> [PROBLEM STATEMENT] Report back every line in the data that includes the string "padded".

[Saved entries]
Start of Block
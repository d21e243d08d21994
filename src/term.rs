use std::io::{stdout, Stdout, Write};
use std::time::Duration;

use crossterm::event::{poll, read, Event, KeyEvent};
use crossterm::terminal::{self, ClearType, EnterAlternateScreen, LeaveAlternateScreen};
use crossterm::{cursor, execute, queue, style, Result};

use crate::{Coords, GridInt};

pub struct TermManager {
    width: GridInt,
    height: GridInt,
    stdout: Stdout,
}

impl TermManager {
    pub fn new() -> Result<Self> {
        let (width, height) = terminal::size()?;
        Ok(TermManager {
            width: width as GridInt,
            height: height as GridInt,
            stdout: stdout(),
        })
    }

    /// (width, height) of the terminal at startup.
    pub fn size(&self) -> (GridInt, GridInt) {
        (self.width, self.height)
    }

    pub fn setup(&mut self) -> Result<()> {
        execute!(self.stdout, EnterAlternateScreen, cursor::Hide, cursor::DisableBlinking)?;
        terminal::enable_raw_mode()
    }

    pub fn restore(&mut self) -> Result<()> {
        terminal::disable_raw_mode()?;
        execute!(self.stdout, cursor::EnableBlinking, cursor::Show, LeaveAlternateScreen)
    }

    pub fn clear(&mut self) -> Result<()> {
        execute!(self.stdout, terminal::Clear(ClearType::All))
    }

    /// Waits up to `timeout` for a single key event. `None` just means no
    /// key arrived within the tick, which is the common case.
    pub fn poll_key(&mut self, timeout: Duration) -> Result<Option<KeyEvent>> {
        if poll(timeout)? {
            if let Event::Key(ev) = read()? {
                return Ok(Some(ev));
            }
        }
        Ok(None)
    }

    pub fn read_key_blocking(&mut self) -> Result<KeyEvent> {
        loop {
            if let Event::Key(ev) = read()? {
                return Ok(ev);
            }
        }
    }

    pub fn print_at(&mut self, pos: Coords, ch: char) -> Result<()> {
        queue!(self.stdout, cursor::MoveTo(pos.1 as u16, pos.0 as u16), style::Print(ch))
    }

    pub fn print_text_at(&mut self, pos: Coords, text: &str) -> Result<()> {
        queue!(self.stdout, cursor::MoveTo(pos.1 as u16, pos.0 as u16), style::Print(text))
    }

    /// Paints the wall ring around the playfield.
    pub fn draw_borders(&mut self, height: GridInt, width: GridInt) -> Result<()> {
        for col in 0..width {
            self.print_at((0, col), '-')?;
            self.print_at((height - 1, col), '_')?;
        }
        for row in 0..height {
            self.print_at((row, 0), '|')?;
            self.print_at((row, width - 1), '|')?;
        }
        self.flush()
    }

    /// Centered boxed message over whatever is on screen.
    pub fn show_message(&mut self, lines: &[&str]) -> Result<()> {
        let msg_width = lines.iter().map(|l| l.len()).max().unwrap_or(0) + 2;
        let msg_height = lines.len() as GridInt + 2;
        let top = (self.height - msg_height) / 2;
        let left = (self.width - msg_width as GridInt) / 2;

        let blank = " ".repeat(msg_width);
        self.print_text_at((top, left), &blank)?;
        self.print_text_at((top + msg_height - 1, left), &blank)?;

        for (i, line) in lines.iter().enumerate() {
            let padded = format!("{line: ^width$}", line = line, width = msg_width);
            self.print_text_at((top + 1 + i as GridInt, left), &padded)?;
        }

        self.flush()
    }

    pub fn flush(&mut self) -> Result<()> {
        self.stdout.flush()?;
        Ok(())
    }
}
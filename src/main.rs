use gridsnake::game::SnakeGame;

fn main() -> crossterm::Result<()> {
    let mut game = SnakeGame::new()?;
    game.play()
}
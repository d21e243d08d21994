use std::collections::VecDeque;

use crate::{Coords, GridInt};
use Direction::*;

#[derive(Copy, Clone, PartialEq, Eq, Debug)]
pub enum Direction {
    Up,
    Down,
    Left,
    Right,
}

/// Movement delta of a single step, for incremental repainting.
pub struct MoveStep {
    pub head: Coords,
    pub freed_tail: Option<Coords>,
}

pub struct Snake {
    body: VecDeque<Coords>,
    direction: Direction,
    grow_next_move: bool,
}

impl Snake {
    pub fn new(start: Coords) -> Self {
        let mut body = VecDeque::new();
        body.push_back(start);
        Snake { body, direction: Right, grow_next_move: false }
    }

    /// Full segment sequence, head-first.
    pub fn body(&self) -> &VecDeque<Coords> {
        &self.body
    }

    pub fn head(&self) -> Coords {
        *self.body.front().unwrap()
    }

    pub fn direction(&self) -> Direction {
        self.direction
    }

    /// Reversals of the current heading are dropped silently; anything
    /// else takes effect on the next step.
    pub fn set_direction(&mut self, new_direction: Direction) {
        match (new_direction, self.direction) {
            (Up, Down) | (Down, Up) | (Left, Right) | (Right, Left) => {}
            _ => self.direction = new_direction,
        }
    }

    /// Advances one cell in the current heading. No bounds check happens
    /// here: the head may land on the wall ring, `check_collision` decides.
    pub fn move_step(&mut self) -> MoveStep {
        let (row, col) = self.head();
        let head = match self.direction {
            Up => (row - 1, col),
            Down => (row + 1, col),
            Left => (row, col - 1),
            Right => (row, col + 1),
        };

        self.body.push_front(head);

        let freed_tail = if self.grow_next_move {
            None
        } else {
            self.body.pop_back()
        };
        self.grow_next_move = false;

        MoveStep { head, freed_tail }
    }

    /// Queues one segment of growth for the next step, no matter how many
    /// times this is called before then.
    pub fn grow(&mut self) {
        self.grow_next_move = true;
    }

    /// True iff the head sits on or beyond the outer wall ring, or on
    /// another body segment. Pure query, call it after `move_step`.
    pub fn check_collision(&self, height: GridInt, width: GridInt) -> bool {
        let (row, col) = self.head();

        if row <= 0 || row >= height - 1 || col <= 0 || col >= width - 1 {
            return true;
        }

        self.body.iter().skip(1).any(|&segment| segment == (row, col))
    }

    /// Occupancy test over the whole body, head included.
    pub fn collides_with(&self, pos: Coords) -> bool {
        self.body.contains(&pos)
    }

    pub fn head_char(&self) -> char {
        match self.direction {
            Up => '^',
            Down => 'v',
            Left => '<',
            Right => '>',
        }
    }
}
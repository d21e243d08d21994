use std::time::Duration;

use crate::food::FoodSpawner;
use crate::snake::{Direction::{self, *}, MoveStep, Snake};
use crate::term::TermManager;
use crate::GridInt;

use crossterm::event::{KeyCode, KeyEvent, KeyModifiers};
use crossterm::Result;

const TICK_INTERVAL_MS: u64 = 100;
const FOOD_REWARD: u64 = 10;

const SNAKE_BODY_CHAR: char = '█';
const FOOD_CHAR: char = '*';
const DEAD_SNAKE_CHAR: char = 'X';

enum TickInput {
    Turn(Direction),
    Quit,
}

enum Outcome {
    Crashed,
    Won,
    Quit,
}

pub struct SnakeGame {
    height: GridInt,
    width: GridInt,
    score: u64,
    term: TermManager,
    spawner: FoodSpawner,
}

impl SnakeGame {
    pub fn new() -> Result<Self> {
        let term = TermManager::new()?;
        let (width, height) = term.size();
        Ok(SnakeGame {
            height,
            width,
            score: 0,
            term,
            spawner: FoodSpawner::new(),
        })
    }

    /// Runs one full session and restores the terminal afterwards.
    pub fn play(&mut self) -> Result<()> {
        self.term.setup()?;
        let result = self.run();
        self.term.restore()?;
        result
    }

    fn run(&mut self) -> Result<()> {
        self.term.clear()?;
        self.term.draw_borders(self.height, self.width)?;

        let mut snake = Snake::new((self.height / 2, self.width / 2));
        let mut food = match self.spawner.place(&snake, self.height, self.width) {
            Some(pos) => pos,
            // No interior left to put food on, nothing to play
            None => return self.finish(&snake, Outcome::Won),
        };

        self.term.print_at(food, FOOD_CHAR)?;
        self.term.print_at(snake.head(), snake.head_char())?;
        self.draw_score()?;
        self.term.flush()?;

        let outcome = loop {
            // One bounded-wait poll per tick; no key is the usual case
            match self.poll_input()? {
                Some(TickInput::Quit) => break Outcome::Quit,
                Some(TickInput::Turn(dir)) => snake.set_direction(dir),
                None => {}
            }

            let step = snake.move_step();

            if snake.check_collision(self.height, self.width) {
                break Outcome::Crashed;
            }

            if step.head == food {
                snake.grow();
                self.score += FOOD_REWARD;
                self.draw_score()?;
                match self.spawner.place(&snake, self.height, self.width) {
                    Some(pos) => {
                        food = pos;
                        self.term.print_at(food, FOOD_CHAR)?;
                    }
                    None => break Outcome::Won,
                }
            }

            self.draw_step(&snake, &step)?;
        };

        self.finish(&snake, outcome)
    }

    fn poll_input(&mut self) -> Result<Option<TickInput>> {
        let key = match self.term.poll_key(Duration::from_millis(TICK_INTERVAL_MS))? {
            Some(ev) => ev,
            None => return Ok(None),
        };

        let input = match key {
            KeyEvent { code: KeyCode::Char('c'), modifiers: KeyModifiers::CONTROL } => {
                Some(TickInput::Quit)
            }
            KeyEvent { code, .. } => match code {
                KeyCode::Char('w') | KeyCode::Up => Some(TickInput::Turn(Up)),
                KeyCode::Char('a') | KeyCode::Left => Some(TickInput::Turn(Left)),
                KeyCode::Char('s') | KeyCode::Down => Some(TickInput::Turn(Down)),
                KeyCode::Char('d') | KeyCode::Right => Some(TickInput::Turn(Right)),
                KeyCode::Char('q') => Some(TickInput::Quit),
                _ => None,
            },
        };

        Ok(input)
    }

    fn draw_score(&mut self) -> Result<()> {
        let text = format!(" Score: {} ", self.score);
        self.term.print_text_at((0, 2), &text)
    }

    fn draw_step(&mut self, snake: &Snake, step: &MoveStep) -> Result<()> {
        self.term.print_at(step.head, snake.head_char())?;

        // The old head becomes a plain body segment
        if let Some(&neck) = snake.body().get(1) {
            self.term.print_at(neck, SNAKE_BODY_CHAR)?;
        }

        if let Some(tail) = step.freed_tail {
            self.term.print_at(tail, ' ')?;
        }

        self.term.flush()
    }

    fn finish(&mut self, snake: &Snake, outcome: Outcome) -> Result<()> {
        if let Outcome::Crashed = outcome {
            for &pos in snake.body() {
                self.term.print_at(pos, DEAD_SNAKE_CHAR)?;
            }
        }

        let title = match outcome {
            Outcome::Won => "You won!",
            Outcome::Crashed | Outcome::Quit => "GAME OVER!",
        };

        self.term.show_message(&[
            title,
            &format!("Final score: {}", self.score),
            "",
            "Press any key to exit",
        ])?;

        self.term.read_key_blocking()?;
        Ok(())
    }
}
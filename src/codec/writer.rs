/// Little-endian byte builder used to assemble map fixtures in tests
pub struct BinaryWriter {
    data: Vec<u8>,
}

impl BinaryWriter {
    pub fn new() -> Self {
        Self { data: Vec::new() }
    }

    pub fn len(&self) -> usize {
        self.data.len()
    }

    pub fn into_vec(self) -> Vec<u8> {
        self.data
    }

    pub fn write_bytes(&mut self, bytes: &[u8]) -> &mut Self {
        self.data.extend_from_slice(bytes);
        self
    }

    pub fn write_u8(&mut self, v: u8) -> &mut Self {
        self.data.push(v);
        self
    }

    pub fn write_u16(&mut self, v: u16) -> &mut Self {
        self.write_bytes(&v.to_le_bytes())
    }

    pub fn write_u32(&mut self, v: u32) -> &mut Self {
        self.write_bytes(&v.to_le_bytes())
    }

    pub fn write_i32(&mut self, v: i32) -> &mut Self {
        self.write_u32(v as u32)
    }

    /// Count-prefixed name table in the on-disk layout.
    pub fn write_name_table(&mut self, entries: &[(i32, &str)]) -> &mut Self {
        self.write_u32(entries.len() as u32);
        for (key, name) in entries {
            self.write_i32(*key);
            self.write_u32(name.len() as u32);
            self.write_bytes(name.as_bytes());
        }
        self
    }
}

impl Default for BinaryWriter {
    fn default() -> Self {
        Self::new()
    }
}

#[cfg(test)]
mod tests {
    use super::*;

    #[test]
    fn test_write_little_endian() {
        let mut writer = BinaryWriter::new();
        writer.write_u8(0x01).write_u16(0x0302).write_i32(-1);
        assert_eq!(writer.len(), 7);
        assert_eq!(writer.into_vec(), vec![0x01, 0x02, 0x03, 0xFF, 0xFF, 0xFF, 0xFF]);
    }
}
use serde::Serialize;

/// 16.16 fixed-point weight as stored on disk
#[derive(Debug, Clone, Copy, PartialEq, Eq, Hash, Default, Serialize)]
#[serde(transparent)]
pub struct Weight(pub u32);

impl Weight {
    /// Integral part, treating the word as unsigned.
    pub fn whole(self) -> u32 {
        self.0 >> 16
    }

    /// Integral part of the two's complement value.
    pub fn signed_whole(self) -> i32 {
        (self.0 as i32) >> 16
    }
}

impl From<u32> for Weight {
    fn from(v: u32) -> Self {
        Self(v)
    }
}

impl From<i32> for Weight {
    fn from(v: i32) -> Self {
        Self(v as u32)
    }
}
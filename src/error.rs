use std::fmt;
use std::path::PathBuf;

#[derive(Debug, thiserror::Error)]
pub enum Error {
    #[error("file not found: {}", path.display())]
    FileNotFound { path: PathBuf },

    #[error("io error: {0}")]
    Io(String),

    #[error("bad magic: expected {expected:#010x}, got {found:#010x}", expected = crate::crush::CRUSH_MAGIC)]
    BadMagic { found: u32 },

    #[error("unexpected end of stream at offset {offset}: need {need} bytes, have {have}")]
    UnexpectedEndOfStream { offset: usize, need: usize, have: usize },

    #[error("unknown bucket algorithm: {alg}")]
    UnknownAlgorithm { alg: u32 },

    #[error("corrupt bucket: tag {tag} selected the layout but on-wire alg byte is {on_wire}")]
    CorruptBucket { tag: u32, on_wire: u8 },

    #[error("while decoding {stage}: {source}")]
    Decode {
        stage: Stage,
        #[source]
        source: Box<Error>,
    },
}

impl Error {
    /// The underlying condition with every stage wrapper removed.
    pub fn root(&self) -> &Error {
        match self {
            Error::Decode { source, .. } => source.root(),
            other => other,
        }
    }
}

impl From<std::io::Error> for Error {
    fn from(err: std::io::Error) -> Self {
        Error::Io(err.to_string())
    }
}

/// Pipeline position used to annotate decode failures.
#[derive(Debug, Clone, Copy, PartialEq, Eq)]
pub enum Stage {
    Header,
    Bucket(usize),
    Rule(usize),
    NameTable(&'static str),
    Tail,
}

impl fmt::Display for Stage {
    fn fmt(&self, f: &mut fmt::Formatter<'_>) -> fmt::Result {
        match self {
            Stage::Header => f.write_str("header"),
            Stage::Bucket(i) => write!(f, "bucket {i}"),
            Stage::Rule(i) => write!(f, "rule {i}"),
            Stage::NameTable(table) => write!(f, "{table} name table"),
            Stage::Tail => f.write_str("tail"),
        }
    }
}

pub(crate) trait StageExt<T> {
    fn in_stage(self, stage: Stage) -> Result<T>;
}

impl<T> StageExt<T> for Result<T> {
    fn in_stage(self, stage: Stage) -> Result<T> {
        self.map_err(|source| Error::Decode { stage, source: Box::new(source) })
    }
}

pub type Result<T> = std::result::Result<T, Error>;
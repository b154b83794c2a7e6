//! Placement rule decoding
//!
//! A rule slot starts with a u32 presence flag (0 = empty slot). A
//! present rule continues with u32 len, u32 mask and len steps of
//! { u32 op, i32 arg1, i32 arg2 }. Step shape never depends on op.

use serde::Serialize;

use crate::codec::BinaryReader;
use crate::error::Result;

/// Rule step operation
#[derive(Debug, Clone, Copy, PartialEq, Eq, Hash)]
pub enum RuleOp {
    Noop,
    /// arg1 = item to start from
    Take,
    /// arg1 = number of items to pick, arg2 = node type
    ChooseFirstN,
    ChooseIndep,
    Emit,
    ChooseLeafFirstN,
    ChooseLeafIndep,
    Unknown(u32),
}

impl RuleOp {
    pub fn from_u32(v: u32) -> Self {
        match v {
            0 => Self::Noop,
            1 => Self::Take,
            2 => Self::ChooseFirstN,
            3 => Self::ChooseIndep,
            4 => Self::Emit,
            6 => Self::ChooseLeafFirstN,
            7 => Self::ChooseLeafIndep,
            other => Self::Unknown(other),
        }
    }

    pub fn code(self) -> u32 {
        match self {
            Self::Noop => 0,
            Self::Take => 1,
            Self::ChooseFirstN => 2,
            Self::ChooseIndep => 3,
            Self::Emit => 4,
            Self::ChooseLeafFirstN => 6,
            Self::ChooseLeafIndep => 7,
            Self::Unknown(v) => v,
        }
    }

    /// Keyword used in the text dump, `None` for unknown codes.
    pub fn keyword(self) -> Option<&'static str> {
        match self {
            Self::Noop => Some("noop"),
            Self::Take => Some("take"),
            Self::ChooseFirstN => Some("choose firstn"),
            Self::ChooseIndep => Some("choose indep"),
            Self::Emit => Some("emit"),
            Self::ChooseLeafFirstN => Some("chooseleaf firstn"),
            Self::ChooseLeafIndep => Some("chooseleaf indep"),
            Self::Unknown(_) => None,
        }
    }
}

impl Serialize for RuleOp {
    fn serialize<S: serde::Serializer>(&self, serializer: S) -> std::result::Result<S::Ok, S::Error> {
        serializer.serialize_u32(self.code())
    }
}

#[derive(Debug, Clone, Copy, PartialEq, Eq, Serialize)]
pub struct RuleStep {
    pub op: RuleOp,
    pub arg1: i32,
    pub arg2: i32,
}

impl RuleStep {
    pub fn decode(reader: &mut BinaryReader) -> Result<Self> {
        Ok(Self {
            op: RuleOp::from_u32(reader.read_u32()?),
            arg1: reader.read_i32()?,
            arg2: reader.read_i32()?,
        })
    }
}

/// Rule mask word, one byte per field from the low end:
/// ruleset, pg type, min size, max size
#[derive(Debug, Clone, Copy, PartialEq, Eq, Serialize)]
pub struct RuleMask {
    pub ruleset: u8,
    pub pg_type: u8,
    pub min_size: u8,
    pub max_size: u8,
}

impl RuleMask {
    pub fn from_word(mask: u32) -> Self {
        Self {
            ruleset: (mask & 0xFF) as u8,
            pg_type: ((mask >> 8) & 0xFF) as u8,
            min_size: ((mask >> 16) & 0xFF) as u8,
            max_size: ((mask >> 24) & 0xFF) as u8,
        }
    }
}

/// Placement group type names known to the dump
pub fn pg_type_name(pg_type: u8) -> Option<&'static str> {
    match pg_type {
        0 => Some("null"),
        1 => Some("replicated"),
        2 => Some("raid4"),
        3 => Some("erasure"),
        _ => None,
    }
}

#[derive(Debug, Clone, PartialEq, Eq, Serialize)]
pub struct Rule {
    pub len: u32,
    pub mask: u32,
    pub steps: Vec<RuleStep>,
}

impl Rule {
    /// Decode one rule slot, returning `None` for an empty slot.
    pub fn decode(reader: &mut BinaryReader) -> Result<Option<Self>> {
        if reader.read_u32()? == 0 {
            return Ok(None);
        }
        let len = reader.read_u32()?;
        let mask = reader.read_u32()?;
        let mut steps = Vec::with_capacity(reader.capacity_hint(len, 12));
        for _ in 0..len {
            steps.push(RuleStep::decode(reader)?);
        }
        Ok(Some(Self { len, mask, steps }))
    }

    pub fn mask(&self) -> RuleMask {
        RuleMask::from_word(self.mask)
    }
}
End of Block
> [RESPONSE TO THE EXERCISE]
            let padded = format!("{line: ^width$}", line = line, width = msg_width);
            self.print_text_at((top + 1 + i as GridInt, left), &padded)?;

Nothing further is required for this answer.